#### Data excerpts ####

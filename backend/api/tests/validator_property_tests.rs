// tests/validator_property_tests.rs
//
// Property tests for the field validators' invariants.

use api::validation::{
    validate_email, validate_movie_id, validate_poster_url, validate_username, FieldRule,
    ServerValidation, MAX_MOVIE_ID,
};
use proptest::prelude::*;
use serde_json::{json, Value};

proptest! {
    #[test]
    fn email_normalization_is_idempotent(
        local in "[A-Za-z0-9._%+-]{1,20}",
        domain in "[A-Za-z0-9-]{1,20}",
        tld in "[A-Za-z]{2,6}",
        pad in " {0,3}",
    ) {
        let raw = format!("{pad}{local}@{domain}.{tld}{pad}");
        let first = validate_email(Some(&json!(raw))).unwrap();
        let second = validate_email(Some(&first)).unwrap();
        prop_assert_eq!(first, second);
    }

    #[test]
    fn non_ascii_email_normalization_is_idempotent(
        local in "[a-zA-ZÀ-ÖØ-ÞİΑ-Ωа-яА-Я]{1,200}",
        domain in "[A-Za-z0-9-]{1,20}",
    ) {
        let raw = format!("{local}@{domain}.com");
        if let Ok(first) = validate_email(Some(&json!(raw))) {
            prop_assert_eq!(validate_email(Some(&first)), Ok(first.clone()));
        }
    }

    #[test]
    fn username_length_bounds_are_exact(name in "[a-z0-9_]{0,30}") {
        // No blocklisted name starts with `x`
        let candidate = format!("x{name}");
        let result = validate_username(Some(&json!(candidate)));
        let len = candidate.chars().count();
        if (3..=20).contains(&len) {
            prop_assert_eq!(result, Ok(json!(candidate)));
        } else {
            prop_assert!(result.is_err());
        }
    }

    #[test]
    fn movie_id_accepts_exactly_the_valid_range(id in any::<i64>()) {
        let result = validate_movie_id(Some(&json!(id.to_string())));
        if id > 0 && id < MAX_MOVIE_ID {
            prop_assert_eq!(result, Ok(json!(id)));
        } else {
            prop_assert!(result.is_err());
        }
    }

    #[test]
    fn script_markup_never_survives(prefix in "[a-zA-Z ]{1,40}", payload in "[a-z()0-9]{0,20}") {
        let v = ServerValidation::new();
        let raw = format!("{prefix}<script>{payload}</script>");
        for rule in [FieldRule::MovieTitle, FieldRule::SearchQuery] {
            if let Ok(Value::String(out)) = v.check(rule, Some(&json!(raw))) {
                prop_assert!(!out.to_lowercase().contains("<script"));
            }
        }
    }

    #[test]
    fn https_urls_pass_through_unchanged(host in "[a-z]{1,15}", path in "[a-z0-9/]{0,30}") {
        let url = format!("https://{host}.com/{path}");
        prop_assert_eq!(validate_poster_url(Some(&json!(url))), Ok(json!(url)));
    }
}

#[test]
fn every_required_field_names_itself_when_absent() {
    let v = ServerValidation::new();
    for rule in FieldRule::ALL {
        let result = v.check(rule, None);
        if rule == FieldRule::PosterUrl {
            assert_eq!(result, Ok(Value::Null));
        } else {
            assert!(result.unwrap_err().contains("obrigat"), "{rule}");
        }
    }
}
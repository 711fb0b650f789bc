use axum::{
    middleware,
    routing::{delete, get, post},
    Router,
};

use crate::{
    handlers,
    state::AppState,
    validation::{requests, validate_request},
};

pub fn health_routes() -> Router<AppState> {
    Router::new()
        .route("/health", get(handlers::health_check))
        .route("/metrics", get(handlers::metrics_endpoint))
}

pub fn auth_routes(state: &AppState) -> Router<AppState> {
    let limit = state.config.max_body_bytes;
    let register = requests::register_validators(&state.validation, limit);

    Router::new().route(
        "/api/auth/register",
        post(handlers::register).layer(middleware::from_fn_with_state(register, validate_request)),
    )
}

pub fn movie_routes(state: &AppState) -> Router<AppState> {
    let limit = state.config.max_body_bytes;
    let favorite = requests::favorite_validators(&state.validation, limit);
    let by_id = requests::movie_id_validators(&state.validation, limit);
    let search = requests::search_validators(&state.validation, limit);

    Router::new()
        .route(
            "/api/movies/favorites",
            post(handlers::add_favorite)
                .layer(middleware::from_fn_with_state(favorite, validate_request)),
        )
        .route(
            "/api/movies/favorites/:movieId",
            delete(handlers::remove_favorite)
                .layer(middleware::from_fn_with_state(by_id, validate_request)),
        )
        .route(
            "/api/movies/search",
            get(handlers::search_movies)
                .layer(middleware::from_fn_with_state(search, validate_request)),
        )
}

/// Every API route, with state applied
pub fn api_routes(state: AppState) -> Router {
    Router::new()
        .merge(health_routes())
        .merge(auth_routes(&state))
        .merge(movie_routes(&state))
        .fallback(handlers::route_not_found)
        .with_state(state)
}
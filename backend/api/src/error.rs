use axum::{
    http::{header, HeaderValue, StatusCode},
    response::{IntoResponse, Response},
    Json,
};
use chrono::{SecondsFormat, Utc};
use serde::Serialize;
use thiserror::Error;
use uuid::Uuid;

/// Failures outside field validation. Field errors go through
/// [`crate::validation::ValidationRejection`] instead.
#[derive(Debug, Error)]
pub enum ApiError {
    /// No route matched the request path
    #[error("Route not found: {path}")]
    RouteNotFound { path: String },

    /// A handler expected [`crate::validation::ValidatedData`] that the
    /// middleware never produced, or that does not fit the request model
    #[error("{0}")]
    MissingValidatedData(&'static str),
}

#[derive(Debug, Serialize)]
struct ErrorResponse {
    error: &'static str,
    message: String,
    code: u16,
    timestamp: String,
    correlation_id: String,
}

impl ApiError {
    pub fn route_not_found(path: impl Into<String>) -> Self {
        Self::RouteNotFound { path: path.into() }
    }

    fn status_code(&self) -> StatusCode {
        match self {
            Self::RouteNotFound { .. } => StatusCode::NOT_FOUND,
            Self::MissingValidatedData(_) => StatusCode::INTERNAL_SERVER_ERROR,
        }
    }

    fn error_code(&self) -> &'static str {
        match self {
            Self::RouteNotFound { .. } => "NotFound",
            Self::MissingValidatedData(_) => "InternalServerError",
        }
    }
}

impl IntoResponse for ApiError {
    fn into_response(self) -> Response {
        let status = self.status_code();
        let correlation_id = Uuid::new_v4().to_string();
        let payload = ErrorResponse {
            error: self.error_code(),
            message: self.to_string(),
            code: status.as_u16(),
            timestamp: Utc::now().to_rfc3339_opts(SecondsFormat::Secs, true),
            correlation_id: correlation_id.clone(),
        };

        let mut response = (status, Json(payload)).into_response();
        if let Ok(value) = HeaderValue::from_str(&correlation_id) {
            response
                .headers_mut()
                .insert(header::HeaderName::from_static("x-correlation-id"), value);
        }
        response
    }
}

pub type ApiResult<T> = std::result::Result<T, ApiError>;

#[cfg(test)]
mod tests {
    use super::*;
    use serde_json::Value;

    async fn body_of(response: Response) -> Value {
        let bytes = axum::body::to_bytes(response.into_body(), usize::MAX)
            .await
            .unwrap();
        serde_json::from_slice(&bytes).unwrap()
    }

    #[tokio::test]
    async fn test_route_not_found_names_the_path() {
        let response = ApiError::route_not_found("/api/nope").into_response();
        assert_eq!(response.status(), StatusCode::NOT_FOUND);

        let correlation = response
            .headers()
            .get("x-correlation-id")
            .and_then(|v| v.to_str().ok())
            .map(str::to_string)
            .unwrap();

        let body = body_of(response).await;
        assert_eq!(body["code"], 404);
        assert_eq!(body["error"], "NotFound");
        assert_eq!(body["message"], "Route not found: /api/nope");
        assert_eq!(body["correlation_id"], correlation.as_str());
    }

    #[tokio::test]
    async fn test_missing_validated_data_is_a_server_error() {
        let response =
            ApiError::MissingValidatedData("Validation middleware is not configured for this route")
                .into_response();
        assert_eq!(response.status(), StatusCode::INTERNAL_SERVER_ERROR);

        let body = body_of(response).await;
        assert_eq!(body["code"], 500);
        assert_eq!(body["error"], "InternalServerError");
        assert_eq!(
            body["message"],
            "Validation middleware is not configured for this route"
        );
    }
}
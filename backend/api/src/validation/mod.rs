//! Input Validation Module
//!
//! Server-side validation and sanitization of the movie API's request
//! fields.
//!
//! # Overview
//!
//! 1. **Validators** - one function per field (email, username, password,
//!    movie id, title, poster URL, search query) returning the normalized
//!    value or an error message
//! 2. **Sanitizers** - the [`Sanitizer`] capability applied to free text
//! 3. **Middleware** - [`validate_request`], which runs a [`ValidatorMap`]
//!    over body, query and path params
//! 4. **Extractors** - [`ValidatedData`] for handlers, [`ValidationRejection`]
//!    for the 400 response
//!
//! ## Validation Error Response
//!
//! ```json
//! {
//!   "success": false,
//!   "message": "Dados inválidos",
//!   "errors": [
//!     "email: Formato de email inválido",
//!     "username: Username deve ter pelo menos 3 caracteres"
//!   ]
//! }
//! ```

pub mod extractors;
pub mod middleware;
pub mod requests;
pub mod sanitizers;
pub mod validators;

// Re-export commonly used items
pub use extractors::{ValidatedData, ValidationErrorResponse, ValidationRejection};
pub use middleware::{
    validate_fields, validate_request, RequestInput, ValidatorMap, DEFAULT_BODY_LIMIT,
};
pub use sanitizers::{HtmlSanitizer, Sanitizer};
pub use validators::{
    validate_email, validate_movie_id, validate_movie_title, validate_password,
    validate_poster_url, validate_search_query, validate_username, FieldRule, ServerValidation,
    ValidationResult, Validator, MAX_MOVIE_ID,
};
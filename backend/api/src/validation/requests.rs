//! Validator sets for the API's request types
//!
//! Each function returns the [`ValidatorMap`] a route installs in front of
//! its handler. Field names are the JSON / query / path names clients send.

use std::sync::Arc;

use super::middleware::ValidatorMap;
use super::validators::{FieldRule, ServerValidation};

// ─────────────────────────────────────────────────────────────────────────────
// Accounts
// ─────────────────────────────────────────────────────────────────────────────

/// `POST /api/auth/register`
pub fn register_validators(server: &ServerValidation, body_limit: usize) -> Arc<ValidatorMap> {
    Arc::new(
        ValidatorMap::new()
            .field("email", server.validator(FieldRule::Email))
            .field("username", server.validator(FieldRule::Username))
            .field("password", server.validator(FieldRule::Password))
            .with_body_limit(body_limit),
    )
}

// ─────────────────────────────────────────────────────────────────────────────
// Movies
// ─────────────────────────────────────────────────────────────────────────────

/// `POST /api/movies/favorites`
pub fn favorite_validators(server: &ServerValidation, body_limit: usize) -> Arc<ValidatorMap> {
    Arc::new(
        ValidatorMap::new()
            .field("movieId", server.validator(FieldRule::MovieId))
            .field("title", server.validator(FieldRule::MovieTitle))
            .field("posterUrl", server.validator(FieldRule::PosterUrl))
            .with_body_limit(body_limit),
    )
}

/// `DELETE /api/movies/favorites/:movieId`
pub fn movie_id_validators(server: &ServerValidation, body_limit: usize) -> Arc<ValidatorMap> {
    Arc::new(
        ValidatorMap::new()
            .field("movieId", server.validator(FieldRule::MovieId))
            .with_body_limit(body_limit),
    )
}

/// `GET /api/movies/search?query=`
pub fn search_validators(server: &ServerValidation, body_limit: usize) -> Arc<ValidatorMap> {
    Arc::new(
        ValidatorMap::new()
            .field("query", server.validator(FieldRule::SearchQuery))
            .with_body_limit(body_limit),
    )
}
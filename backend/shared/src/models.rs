use serde::{Deserialize, Serialize};

// ═══════════════════════════════════════════════════════════════════════════
// ACCOUNT REQUESTS
// ═══════════════════════════════════════════════════════════════════════════

/// Sign-up payload, decoded from already validated fields
#[derive(Debug, Clone, PartialEq, Serialize, Deserialize)]
pub struct RegisterRequest {
    pub email: String,
    pub username: String,
    #[serde(skip_serializing)]
    pub password: String,
}

// ═══════════════════════════════════════════════════════════════════════════
// MOVIE REQUESTS
// ═══════════════════════════════════════════════════════════════════════════

/// A movie the user wants to keep in their favorites list
#[derive(Debug, Clone, PartialEq, Serialize, Deserialize)]
#[serde(rename_all = "camelCase")]
pub struct FavoriteMovieRequest {
    pub movie_id: i64,
    pub title: String,
    /// Absent posters are carried as `None`
    #[serde(default)]
    pub poster_url: Option<String>,
}

/// Removal of a favorite, keyed by the route parameter
#[derive(Debug, Clone, PartialEq, Serialize, Deserialize)]
#[serde(rename_all = "camelCase")]
pub struct RemoveFavoriteRequest {
    pub movie_id: i64,
}

/// Free-text movie search
#[derive(Debug, Clone, PartialEq, Serialize, Deserialize)]
pub struct SearchRequest {
    pub query: String,
}
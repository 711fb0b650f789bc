//! Input sanitization functions
//!
//! This module provides the [`Sanitizer`] capability used by the text
//! validators, plus the regex helpers the default implementation is built on.

use lazy_static::lazy_static;
use regex::Regex;

lazy_static! {
    /// Elements dropped together with everything they enclose
    static ref DANGEROUS_BLOCK_PATTERN: Regex = Regex::new(
        r"(?is)<(script|style|iframe|object|embed)\b[^>]*>.*?</(script|style|iframe|object|embed)\s*>"
    ).unwrap();

    /// Pattern to match HTML tags
    static ref HTML_TAG_PATTERN: Regex = Regex::new(r"<[^>]*>").unwrap();

    /// Pattern to match control characters (except newline and tab)
    static ref CONTROL_CHARS: Regex = Regex::new(r"[\x00-\x08\x0B\x0C\x0E-\x1F\x7F]").unwrap();
}

/// Strips unsafe markup from user supplied text.
///
/// Validators treat the sanitizer as a total function: it never fails and
/// always returns the text that should be stored. Any `Fn(&str) -> String`
/// closure is a sanitizer, which keeps it easy to swap in tests.
pub trait Sanitizer: Send + Sync {
    fn sanitize(&self, input: &str) -> String;
}

impl<F> Sanitizer for F
where
    F: Fn(&str) -> String + Send + Sync,
{
    fn sanitize(&self, input: &str) -> String {
        self(input)
    }
}

/// Default sanitizer: drops script-like elements with their content, then
/// strips every remaining tag and control character.
#[derive(Debug, Clone, Copy, Default)]
pub struct HtmlSanitizer;

impl Sanitizer for HtmlSanitizer {
    fn sanitize(&self, input: &str) -> String {
        let no_blocks = DANGEROUS_BLOCK_PATTERN.replace_all(input, "");
        let no_tags = strip_html(&no_blocks);
        remove_control_chars(&no_tags)
    }
}

/// Strip all HTML tags from a string
pub fn strip_html(value: &str) -> String {
    HTML_TAG_PATTERN.replace_all(value, "").to_string()
}

/// Remove control characters from a string
pub fn remove_control_chars(value: &str) -> String {
    CONTROL_CHARS.replace_all(value, "").to_string()
}
#[cfg(test)]
mod tests {
    use super::*;
    use crate::validation::{FieldRule, ServerValidation};
    use axum::{
        http::{Request as HttpRequest, StatusCode},
        middleware,
        routing::{delete, get, post},
        Extension, Json, Router,
    };
    use serde_json::json;
    use std::sync::atomic::{AtomicUsize, Ordering};
    use tower::Service;

    fn account_validators() -> ValidatorMap {
        let v = ServerValidation::new();
        ValidatorMap::new()
            .field("email", v.validator(FieldRule::Email))
            .field("username", v.validator(FieldRule::Username))
    }

    fn input_with_body(body: Value) -> RequestInput {
        RequestInput {
            body: body.as_object().cloned().unwrap_or_default(),
            ..Default::default()
        }
    }

    #[test]
    fn test_validate_fields_all_valid() {
        let input = input_with_body(json!({
            "email": "user@example.com",
            "username": "mario_123"
        }));

        let data = validate_fields(&account_validators(), &input).unwrap();
        assert_eq!(
            Value::from(data),
            json!({"email": "user@example.com", "username": "mario_123"})
        );
    }

    #[test]
    fn test_validate_fields_collects_every_error_in_order() {
        let input = input_with_body(json!({ "email": "invalido@@", "username": "ab" }));

        let errors = validate_fields(&account_validators(), &input).unwrap_err();
        assert_eq!(
            errors,
            vec![
                "email: Formato de email inválido".to_string(),
                "username: Username deve ter pelo menos 3 caracteres".to_string(),
            ]
        );
    }

    #[test]
    fn test_lookup_precedence() {
        let mut input = input_with_body(json!({ "movieId": "1", "skip": null }));
        input.query.insert("movieId".into(), "2".into());
        input.query.insert("skip".into(), "3".into());
        input.params.insert("movieId".into(), "4".into());
        input.params.insert("only".into(), "5".into());

        assert_eq!(input.lookup("movieId"), Some(json!("1")));
        assert_eq!(input.lookup("skip"), Some(json!("3")));
        assert_eq!(input.lookup("only"), Some(json!("5")));
        assert_eq!(input.lookup("missing"), None);
    }

    #[test]
    fn test_field_replaces_existing_validator() {
        let map = ValidatorMap::new()
            .field_fn("a", |_| Err("first".into()))
            .field_fn("b", |_| Ok(Value::Null))
            .field_fn("a", |_| Ok(json!(1)));

        assert_eq!(map.field_names().collect::<Vec<_>>(), vec!["a", "b"]);
        let data = validate_fields(&map, &RequestInput::default()).unwrap();
        assert_eq!(data.get("a"), Some(&json!(1)));
    }

    #[test]
    fn test_parse_body() {
        assert_eq!(parse_body(b""), Some(Map::new()));
        assert_eq!(parse_body(b"  \n"), Some(Map::new()));
        assert!(parse_body(b"{\"a\":1}").is_some());
        assert!(parse_body(b"[1,2]").is_none());
        assert!(parse_body(b"{broken").is_none());
    }

    // ── Router level ─────────────────────────────────────────────────────────

    async fn echo(data: ValidatedData) -> Json<ValidatedData> {
        Json(data)
    }

    fn test_app(calls: Arc<AtomicUsize>) -> Router<()> {
        let v = ServerValidation::new();
        let account = Arc::new(account_validators());
        let by_id = Arc::new(ValidatorMap::new().field("movieId", v.validator(FieldRule::MovieId)));
        let search = Arc::new(
            ValidatorMap::new().field("query", v.validator(FieldRule::SearchQuery)),
        );
        let tiny = Arc::new(account_validators().with_body_limit(16));

        Router::new()
            .route(
                "/register",
                post(
                    |Extension(calls): Extension<Arc<AtomicUsize>>, data: ValidatedData| async move {
                        calls.fetch_add(1, Ordering::SeqCst);
                        Json(data)
                    },
                )
                .layer(middleware::from_fn_with_state(account, validate_request)),
            )
            .route(
                "/movies/:movieId",
                delete(echo).layer(middleware::from_fn_with_state(by_id, validate_request)),
            )
            .route(
                "/search",
                get(echo).layer(middleware::from_fn_with_state(search, validate_request)),
            )
            .route(
                "/tiny",
                post(echo).layer(middleware::from_fn_with_state(tiny, validate_request)),
            )
            .route("/unguarded", get(echo))
            .layer(Extension(calls))
    }

    async fn call(app: &Router<()>, request: HttpRequest<Body>) -> (StatusCode, Value) {
        let mut svc = app.clone();
        let response = svc.call(request).await.unwrap();
        let status = response.status();
        let bytes = body::to_bytes(response.into_body(), usize::MAX)
            .await
            .unwrap();
        let value = serde_json::from_slice(&bytes).unwrap_or(Value::Null);
        (status, value)
    }

    fn json_post(uri: &str, body: Value) -> HttpRequest<Body> {
        HttpRequest::builder()
            .method("POST")
            .uri(uri)
            .header("content-type", "application/json")
            .body(Body::from(body.to_string()))
            .unwrap()
    }

    #[tokio::test]
    async fn valid_request_reaches_handler_once() {
        let calls = Arc::new(AtomicUsize::new(0));
        let app = test_app(calls.clone());

        let (status, body) = call(
            &app,
            json_post(
                "/register",
                json!({ "email": "  USER@example.com ", "username": "mario_123" }),
            ),
        )
        .await;

        assert_eq!(status, StatusCode::OK);
        assert_eq!(calls.load(Ordering::SeqCst), 1);
        assert_eq!(
            body,
            json!({ "email": "user@example.com", "username": "mario_123" })
        );
    }

    #[tokio::test]
    async fn invalid_request_never_reaches_handler() {
        let calls = Arc::new(AtomicUsize::new(0));
        let app = test_app(calls.clone());

        let (status, body) = call(
            &app,
            json_post("/register", json!({ "email": "invalido@@", "username": "ab" })),
        )
        .await;

        assert_eq!(status, StatusCode::BAD_REQUEST);
        assert_eq!(calls.load(Ordering::SeqCst), 0);
        assert_eq!(body["success"], json!(false));
        assert_eq!(body["message"], json!("Dados inválidos"));
        let errors = body["errors"].as_array().unwrap();
        assert!(errors.iter().any(|e| e.as_str().unwrap().contains("email")));
        assert!(errors.iter().any(|e| e.as_str().unwrap().contains("username")));
    }

    #[tokio::test]
    async fn malformed_json_is_rejected() {
        let calls = Arc::new(AtomicUsize::new(0));
        let app = test_app(calls.clone());

        let request = HttpRequest::builder()
            .method("POST")
            .uri("/register")
            .header("content-type", "application/json")
            .body(Body::from("{not json"))
            .unwrap();
        let (status, body) = call(&app, request).await;

        assert_eq!(status, StatusCode::BAD_REQUEST);
        assert_eq!(calls.load(Ordering::SeqCst), 0);
        assert_eq!(
            body["errors"],
            json!(["body: corpo da requisição deve ser um objeto JSON"])
        );
    }

    #[tokio::test]
    async fn oversized_body_is_rejected() {
        let app = test_app(Arc::new(AtomicUsize::new(0)));

        let (status, body) = call(
            &app,
            json_post("/tiny", json!({ "email": "someone.with.a.long.name@example.com" })),
        )
        .await;

        assert_eq!(status, StatusCode::BAD_REQUEST);
        assert_eq!(body["errors"], json!(["body: corpo da requisição muito grande"]));
    }

    #[tokio::test]
    async fn route_params_are_validated() {
        let app = test_app(Arc::new(AtomicUsize::new(0)));

        let ok = HttpRequest::builder()
            .method("DELETE")
            .uri("/movies/42")
            .body(Body::empty())
            .unwrap();
        let (status, body) = call(&app, ok).await;
        assert_eq!(status, StatusCode::OK);
        assert_eq!(body, json!({ "movieId": 42 }));

        let bad = HttpRequest::builder()
            .method("DELETE")
            .uri("/movies/-10")
            .body(Body::empty())
            .unwrap();
        let (status, body) = call(&app, bad).await;
        assert_eq!(status, StatusCode::BAD_REQUEST);
        assert_eq!(
            body["errors"],
            json!(["movieId: ID do filme deve ser um número positivo válido"])
        );
    }

    #[tokio::test]
    async fn query_string_is_validated_and_sanitized() {
        let app = test_app(Arc::new(AtomicUsize::new(0)));

        let request = HttpRequest::builder()
            .uri("/search?query=%20matrix%20%3Cscript%3E%20")
            .body(Body::empty())
            .unwrap();
        let (status, body) = call(&app, request).await;

        assert_eq!(status, StatusCode::OK);
        assert_eq!(body, json!({ "query": "matrix" }));
    }

    #[tokio::test]
    async fn missing_middleware_is_a_server_error() {
        let app = test_app(Arc::new(AtomicUsize::new(0)));

        let request = HttpRequest::builder()
            .uri("/unguarded")
            .body(Body::empty())
            .unwrap();
        let (status, _) = call(&app, request).await;

        assert_eq!(status, StatusCode::INTERNAL_SERVER_ERROR);
    }
}
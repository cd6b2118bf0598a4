//! MongoDB adapters
//!
//! Implementations of repository traits using the official MongoDB driver.

pub mod post_repo;
pub mod store;


pub use post_repo::MongoPostRepository;
pub use store::{MongoStore, StoreSettings, DEFAULT_DATABASE};
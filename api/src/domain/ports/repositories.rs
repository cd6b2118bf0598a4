//! Repository port traits
//!
//! These traits define the interface for data persistence.
//! Implementations are provided by adapters (e.g., MongoDB).

use async_trait::async_trait;
use mongodb::bson::Document;

use crate::domain::entities::PostId;
use crate::error::DomainError;

/// A post exactly as the store holds it. Shape is not guaranteed.
pub type RawPost = Document;

/// Read-only access to stored posts
#[cfg_attr(test, mockall::automock)]
#[async_trait]
pub trait PostRepository: Send + Sync {
    /// All posts, newest first; equal timestamps keep insertion order
    async fn find_all_newest_first(&self) -> Result<Vec<RawPost>, DomainError>;

    /// Find a post by ID
    async fn find_by_id(&self, id: &PostId) -> Result<Option<RawPost>, DomainError>;
}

####

Going back to the entries above, set down exactly the lines that begin at the one with "Validation Error Response" and end at the one with "commonly used items", both included, and nothing else.

//! ## Validation Error Response
//!
//! ```json
//! {
//!   "success": false,
//!   "message": "Dados inválidos",
//!   "errors": [
//!     "email: Formato de email inválido",
//!     "username: Username deve ter pelo menos 3 caracteres"
//!   ]
//! }
//! ```

pub mod extractors;
pub mod middleware;
pub mod requests;
pub mod sanitizers;
pub mod validators;

// Re-export commonly used items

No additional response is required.